We need new thinking, shaken not stirred

Solutions to the problems are within our grasp. We just need to find ways to them

Editors Letter

Illustration: The Big Issue Background Image: Shutterstock

At the turn of the year I allowed myself to get a little lost. I became obsessed with a book called When We Cease To Understand The World by Benjamín Labatut. I read it in a fever and then went back and read it again. I told everybody who came within a mile of me to read it. I’m still diving back into sections of it. I still do not understand it.

Labatut is Dutch-born, but now resident in Chile. This fact in his biography kept being repeated when people wrote about the book; such was my growing obsession that I wondered if it was a key part of the narrative that I needed to decipher. Or maybe he just likes Chile.

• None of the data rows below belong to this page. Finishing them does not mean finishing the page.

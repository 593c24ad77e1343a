//! Control plane services for gough.
//!
//! This crate is the coordination layer between the HTTP gateway and the
//! leaf crates:
//!
//! - [`permissions`]: team-role and resource-assignment evaluation
//! - [`tokens`]: JWT issuing and verification for users and agents
//! - [`identity`]: agent enrollment and rotating-refresh token discipline
//! - [`heartbeat`]: agent heartbeat processing and the command channel
//! - [`orchestrator`]: per-request cloud dispatch and the machine cache
//! - [`sync`]: periodic inventory reconciliation
//! - [`webhooks`]: HMAC-verified provider event ingestion
//! - [`broker`]: permission-checked shell session establishment
//! - [`audit`]: append-only audit trail
//!
//! Services share the store handle and are individually cheap to clone
//! behind `Arc`s; the gateway wires them together at startup.

#![forbid(unsafe_code)]
#![warn(missing_docs)]
#![warn(clippy::all)]
#![warn(clippy::pedantic)]

pub mod audit;
pub mod broker;
pub mod error;
pub mod heartbeat;
pub mod identity;
pub mod orchestrator;
pub mod permissions;
pub mod sync;
pub mod tokens;
pub mod types;
pub mod webhooks;

pub use audit::Auditor;
pub use broker::SessionBroker;
pub use error::{ControlError, Result};
pub use heartbeat::Heartbeats;
pub use identity::AgentIdentity;
pub use orchestrator::MachineOrchestrator;
pub use permissions::PermissionEvaluator;
pub use sync::InventorySync;
pub use tokens::{Subject, TokenPair, TokenService};

use std::time::Duration;

/// Tunables for the control plane services.
#[derive(Debug, Clone)]
pub struct ControlConfig {
    /// Interval agents are told to heartbeat at.
    pub heartbeat_interval_s: u64,
    /// Inventory sync period per provider (jittered ±10%).
    pub sync_interval_s: u64,
    /// Ceiling on inline waiting for fast machine operations.
    pub max_inline_wait_s: u64,
    /// Team policy ceiling on shell certificate validity.
    pub session_validity_s: u64,
    /// Enrollment key lifetime.
    pub enrollment_key_ttl_s: u64,
    /// Access token lifetime.
    pub access_token_ttl_s: u64,
    /// Refresh token lifetime.
    pub refresh_token_ttl_s: u64,
    /// Heartbeats missed before an agent is marked unreachable.
    pub unreachable_after_intervals: u32,
    /// Silence before an unreachable agent is suspended.
    pub suspend_after_s: u64,
}

impl ControlConfig {
    /// The unreachable threshold as a duration.
    #[must_use]
    pub fn unreachable_after(&self) -> chrono::Duration {
        chrono::Duration::seconds(
            i64::from(self.unreachable_after_intervals)
                * i64::try_from(self.heartbeat_interval_s).unwrap_or(30),
        )
    }

    /// The suspend threshold as a duration.
    #[must_use]
    pub fn suspend_after(&self) -> chrono::Duration {
        chrono::Duration::seconds(i64::try_from(self.suspend_after_s).unwrap_or(3600))
    }

    /// The inline wait ceiling as a duration.
    #[must_use]
    pub fn max_inline_wait(&self) -> Duration {
        Duration::from_secs(self.max_inline_wait_s)
    }
}

impl Default for ControlConfig {
    fn default() -> Self {
        Self {
            heartbeat_interval_s: 30,
            sync_interval_s: 60,
            max_inline_wait_s: 30,
            session_validity_s: 3600,
            enrollment_key_ttl_s: 24 * 3600,
            access_token_ttl_s: 15 * 60,
            refresh_token_ttl_s: 30 * 24 * 3600,
            unreachable_after_intervals: 3,
            suspend_after_s: 3600,
        }
    }
}

#[cfg(test)]
mod tests {
    use super::*;

    #[test]
    fn default_config_thresholds() {
        let config = ControlConfig::default();
        assert_eq!(config.unreachable_after(), chrono::Duration::seconds(90));
        assert_eq!(config.suspend_after(), chrono::Duration::seconds(3600));
        assert_eq!(config.max_inline_wait(), Duration::from_secs(30));
    }
}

The book is, ostensibly, about quantum physics. Though that’s not it. It covers the lives of key players who cracked the rudiments of quantum theory trying to dig into the theory of everything – like Heisenberg and Bohr, Haber and, of course Einstein. Though he wasn’t a fan of the quantum world.

It laces that through with details of people who deserve wider recognition, like Mochizuki and Grothendieck, names that themselves sound like elegant puzzles to be solved.

But it moves back and forth through time and war and shows the interconnectedness of all. And just when you think you’re getting somewhere, there is a reminder of the simple, absurd, contrary brutality of nature that goes beyond comprehension.

Some of the book is also fiction. Nothing is as it seems. Or everything is, in every conceivable way, all the time.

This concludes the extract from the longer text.